Assigned task: From the entries below, reproduce exactly the line containing "for u in users_repository::list_all().await?", the line containing "let Some(template) = templates.first()", and every line in between, with nothing added.

___ Data excerpts

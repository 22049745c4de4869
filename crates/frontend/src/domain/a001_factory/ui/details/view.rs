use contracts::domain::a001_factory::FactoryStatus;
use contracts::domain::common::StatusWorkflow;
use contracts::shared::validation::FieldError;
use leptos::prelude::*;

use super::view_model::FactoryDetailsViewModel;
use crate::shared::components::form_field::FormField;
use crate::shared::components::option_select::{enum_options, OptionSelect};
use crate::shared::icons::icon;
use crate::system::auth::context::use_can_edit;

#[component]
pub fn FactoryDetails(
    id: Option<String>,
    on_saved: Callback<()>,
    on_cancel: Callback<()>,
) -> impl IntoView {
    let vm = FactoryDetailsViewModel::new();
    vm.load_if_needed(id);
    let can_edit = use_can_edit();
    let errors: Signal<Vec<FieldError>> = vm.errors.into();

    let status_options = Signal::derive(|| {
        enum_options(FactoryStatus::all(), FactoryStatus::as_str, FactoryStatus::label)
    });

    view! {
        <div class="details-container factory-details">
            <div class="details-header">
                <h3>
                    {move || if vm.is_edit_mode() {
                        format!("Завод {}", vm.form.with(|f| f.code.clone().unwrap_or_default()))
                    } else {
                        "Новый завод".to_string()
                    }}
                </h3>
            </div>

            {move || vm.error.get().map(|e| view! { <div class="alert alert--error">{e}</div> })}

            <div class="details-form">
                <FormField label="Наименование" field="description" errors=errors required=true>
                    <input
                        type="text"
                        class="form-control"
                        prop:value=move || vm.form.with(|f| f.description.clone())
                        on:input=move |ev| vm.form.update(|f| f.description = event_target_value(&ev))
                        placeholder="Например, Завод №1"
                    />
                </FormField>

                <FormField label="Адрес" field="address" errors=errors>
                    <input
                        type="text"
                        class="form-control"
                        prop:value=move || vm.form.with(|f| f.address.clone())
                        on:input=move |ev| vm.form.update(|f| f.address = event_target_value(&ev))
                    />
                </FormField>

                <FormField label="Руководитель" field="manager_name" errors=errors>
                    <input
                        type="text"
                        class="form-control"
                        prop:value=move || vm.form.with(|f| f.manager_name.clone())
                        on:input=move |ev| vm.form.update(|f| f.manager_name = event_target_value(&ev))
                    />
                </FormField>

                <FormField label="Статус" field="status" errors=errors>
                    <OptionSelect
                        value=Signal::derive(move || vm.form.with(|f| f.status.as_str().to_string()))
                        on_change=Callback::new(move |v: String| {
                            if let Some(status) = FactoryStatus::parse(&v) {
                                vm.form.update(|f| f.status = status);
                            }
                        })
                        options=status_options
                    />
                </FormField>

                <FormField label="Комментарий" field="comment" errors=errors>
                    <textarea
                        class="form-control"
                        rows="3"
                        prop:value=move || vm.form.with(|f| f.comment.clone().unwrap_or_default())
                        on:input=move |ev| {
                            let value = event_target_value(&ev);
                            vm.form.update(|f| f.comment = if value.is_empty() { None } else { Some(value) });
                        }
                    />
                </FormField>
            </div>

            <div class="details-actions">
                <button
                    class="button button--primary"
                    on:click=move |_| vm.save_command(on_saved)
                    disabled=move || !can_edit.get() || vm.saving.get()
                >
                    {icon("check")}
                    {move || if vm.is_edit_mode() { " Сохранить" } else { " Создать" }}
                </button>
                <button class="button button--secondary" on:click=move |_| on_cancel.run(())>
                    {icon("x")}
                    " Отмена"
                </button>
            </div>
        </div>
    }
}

______
___ Data excerpts

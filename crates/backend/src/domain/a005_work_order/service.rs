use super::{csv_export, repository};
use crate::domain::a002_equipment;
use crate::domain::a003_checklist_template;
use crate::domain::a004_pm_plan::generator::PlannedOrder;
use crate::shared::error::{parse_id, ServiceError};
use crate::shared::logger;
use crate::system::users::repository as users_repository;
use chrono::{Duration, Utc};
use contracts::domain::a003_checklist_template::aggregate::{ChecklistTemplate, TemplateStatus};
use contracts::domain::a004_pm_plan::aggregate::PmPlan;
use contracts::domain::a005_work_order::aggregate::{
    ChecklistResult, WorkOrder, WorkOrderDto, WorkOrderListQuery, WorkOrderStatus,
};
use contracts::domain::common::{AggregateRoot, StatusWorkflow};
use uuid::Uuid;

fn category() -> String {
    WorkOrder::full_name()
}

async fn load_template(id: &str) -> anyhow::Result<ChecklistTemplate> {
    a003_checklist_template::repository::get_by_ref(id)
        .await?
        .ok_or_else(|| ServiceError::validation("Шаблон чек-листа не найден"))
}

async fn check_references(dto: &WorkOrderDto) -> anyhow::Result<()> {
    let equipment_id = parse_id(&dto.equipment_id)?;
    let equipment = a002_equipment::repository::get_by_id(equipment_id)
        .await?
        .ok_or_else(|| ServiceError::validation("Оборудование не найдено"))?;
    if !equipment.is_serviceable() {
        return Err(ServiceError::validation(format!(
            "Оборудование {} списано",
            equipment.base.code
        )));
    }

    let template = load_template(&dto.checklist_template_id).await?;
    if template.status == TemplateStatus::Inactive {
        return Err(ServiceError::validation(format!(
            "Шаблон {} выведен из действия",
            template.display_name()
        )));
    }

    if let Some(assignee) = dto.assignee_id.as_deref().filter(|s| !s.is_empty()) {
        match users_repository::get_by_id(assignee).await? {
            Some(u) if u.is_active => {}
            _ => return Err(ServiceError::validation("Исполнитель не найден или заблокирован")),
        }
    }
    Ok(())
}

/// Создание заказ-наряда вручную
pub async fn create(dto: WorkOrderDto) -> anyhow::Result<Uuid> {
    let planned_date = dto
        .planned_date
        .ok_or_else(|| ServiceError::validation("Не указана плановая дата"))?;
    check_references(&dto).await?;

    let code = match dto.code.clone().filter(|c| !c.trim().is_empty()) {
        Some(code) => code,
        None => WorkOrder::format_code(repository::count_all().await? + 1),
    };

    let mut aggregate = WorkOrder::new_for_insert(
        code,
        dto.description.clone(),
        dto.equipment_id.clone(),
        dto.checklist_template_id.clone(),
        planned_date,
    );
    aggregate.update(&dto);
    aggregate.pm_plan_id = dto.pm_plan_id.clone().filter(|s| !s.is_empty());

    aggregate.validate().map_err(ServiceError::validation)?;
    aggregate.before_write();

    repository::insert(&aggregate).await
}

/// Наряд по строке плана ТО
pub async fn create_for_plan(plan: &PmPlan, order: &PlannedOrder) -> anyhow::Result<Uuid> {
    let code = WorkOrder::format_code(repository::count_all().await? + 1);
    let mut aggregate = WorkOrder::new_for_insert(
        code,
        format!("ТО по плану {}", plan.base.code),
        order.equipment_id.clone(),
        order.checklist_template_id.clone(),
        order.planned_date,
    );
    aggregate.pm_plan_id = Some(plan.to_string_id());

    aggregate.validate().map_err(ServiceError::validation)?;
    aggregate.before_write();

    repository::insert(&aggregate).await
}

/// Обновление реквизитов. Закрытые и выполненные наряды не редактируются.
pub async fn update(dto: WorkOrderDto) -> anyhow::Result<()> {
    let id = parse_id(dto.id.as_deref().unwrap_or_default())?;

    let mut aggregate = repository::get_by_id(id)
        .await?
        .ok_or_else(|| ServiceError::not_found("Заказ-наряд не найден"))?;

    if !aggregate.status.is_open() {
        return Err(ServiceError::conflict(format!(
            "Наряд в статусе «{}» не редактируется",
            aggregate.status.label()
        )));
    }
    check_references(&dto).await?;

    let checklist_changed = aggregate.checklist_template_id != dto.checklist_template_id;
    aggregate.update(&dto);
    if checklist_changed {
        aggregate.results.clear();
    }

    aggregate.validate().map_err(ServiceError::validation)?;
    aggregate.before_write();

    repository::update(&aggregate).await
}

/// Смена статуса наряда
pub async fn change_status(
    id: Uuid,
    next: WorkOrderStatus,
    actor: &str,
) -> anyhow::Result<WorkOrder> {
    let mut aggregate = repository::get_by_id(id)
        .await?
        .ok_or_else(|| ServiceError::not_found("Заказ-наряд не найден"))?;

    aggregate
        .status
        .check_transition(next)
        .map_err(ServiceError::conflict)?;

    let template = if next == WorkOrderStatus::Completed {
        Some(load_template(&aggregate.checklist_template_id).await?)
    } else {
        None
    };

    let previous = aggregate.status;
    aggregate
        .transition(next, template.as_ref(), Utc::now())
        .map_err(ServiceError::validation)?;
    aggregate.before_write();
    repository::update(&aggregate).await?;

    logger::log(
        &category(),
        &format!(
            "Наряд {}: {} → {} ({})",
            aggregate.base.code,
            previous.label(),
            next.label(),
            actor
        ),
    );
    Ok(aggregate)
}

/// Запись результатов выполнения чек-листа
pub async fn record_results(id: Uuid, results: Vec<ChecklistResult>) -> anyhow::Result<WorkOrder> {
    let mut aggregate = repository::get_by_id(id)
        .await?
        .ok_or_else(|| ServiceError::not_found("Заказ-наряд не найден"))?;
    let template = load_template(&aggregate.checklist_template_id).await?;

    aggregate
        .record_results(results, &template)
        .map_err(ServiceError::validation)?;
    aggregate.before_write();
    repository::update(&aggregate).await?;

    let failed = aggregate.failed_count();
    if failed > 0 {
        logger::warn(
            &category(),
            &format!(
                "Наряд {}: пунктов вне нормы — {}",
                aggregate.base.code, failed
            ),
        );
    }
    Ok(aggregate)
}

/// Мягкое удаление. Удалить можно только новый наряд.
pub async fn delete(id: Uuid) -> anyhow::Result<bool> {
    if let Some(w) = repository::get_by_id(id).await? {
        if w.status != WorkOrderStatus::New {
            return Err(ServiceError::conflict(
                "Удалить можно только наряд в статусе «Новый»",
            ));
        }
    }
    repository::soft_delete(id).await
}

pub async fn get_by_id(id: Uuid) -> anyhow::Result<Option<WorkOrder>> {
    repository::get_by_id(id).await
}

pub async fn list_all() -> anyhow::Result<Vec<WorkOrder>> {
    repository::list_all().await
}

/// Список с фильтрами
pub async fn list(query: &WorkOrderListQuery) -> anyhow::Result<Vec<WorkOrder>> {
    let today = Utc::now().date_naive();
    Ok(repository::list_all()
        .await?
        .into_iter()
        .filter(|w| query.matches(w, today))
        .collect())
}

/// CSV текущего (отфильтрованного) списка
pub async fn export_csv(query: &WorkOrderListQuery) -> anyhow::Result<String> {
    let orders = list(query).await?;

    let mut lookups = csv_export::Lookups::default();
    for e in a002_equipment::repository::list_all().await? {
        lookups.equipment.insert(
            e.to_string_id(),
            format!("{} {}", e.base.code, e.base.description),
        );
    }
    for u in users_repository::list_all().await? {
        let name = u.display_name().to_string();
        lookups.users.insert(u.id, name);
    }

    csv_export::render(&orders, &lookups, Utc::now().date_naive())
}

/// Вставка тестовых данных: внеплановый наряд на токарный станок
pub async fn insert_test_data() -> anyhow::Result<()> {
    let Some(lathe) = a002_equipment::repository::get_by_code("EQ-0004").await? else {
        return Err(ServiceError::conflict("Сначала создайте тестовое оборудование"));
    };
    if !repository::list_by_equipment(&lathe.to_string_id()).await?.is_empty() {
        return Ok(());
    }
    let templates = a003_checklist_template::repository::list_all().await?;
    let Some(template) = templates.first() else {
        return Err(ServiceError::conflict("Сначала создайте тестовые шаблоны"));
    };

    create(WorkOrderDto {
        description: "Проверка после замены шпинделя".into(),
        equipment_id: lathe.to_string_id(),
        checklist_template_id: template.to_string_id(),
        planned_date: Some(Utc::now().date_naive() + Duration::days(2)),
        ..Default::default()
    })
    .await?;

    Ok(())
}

______

Response to the task:
    for u in users_repository::list_all().await? {
        let name = u.display_name().to_string();
        lookups.users.insert(u.id, name);
    }

    csv_export::render(&orders, &lookups, Utc::now().date_naive())
}

/// Вставка тестовых данных: внеплановый наряд на токарный станок
pub async fn insert_test_data() -> anyhow::Result<()> {
    let Some(lathe) = a002_equipment::repository::get_by_code("EQ-0004").await? else {
        return Err(ServiceError::conflict("Сначала создайте тестовое оборудование"));
    };
    if !repository::list_by_equipment(&lathe.to_string_id()).await?.is_empty() {
        return Ok(());
    }
    let templates = a003_checklist_template::repository::list_all().await?;
    let Some(template) = templates.first() else {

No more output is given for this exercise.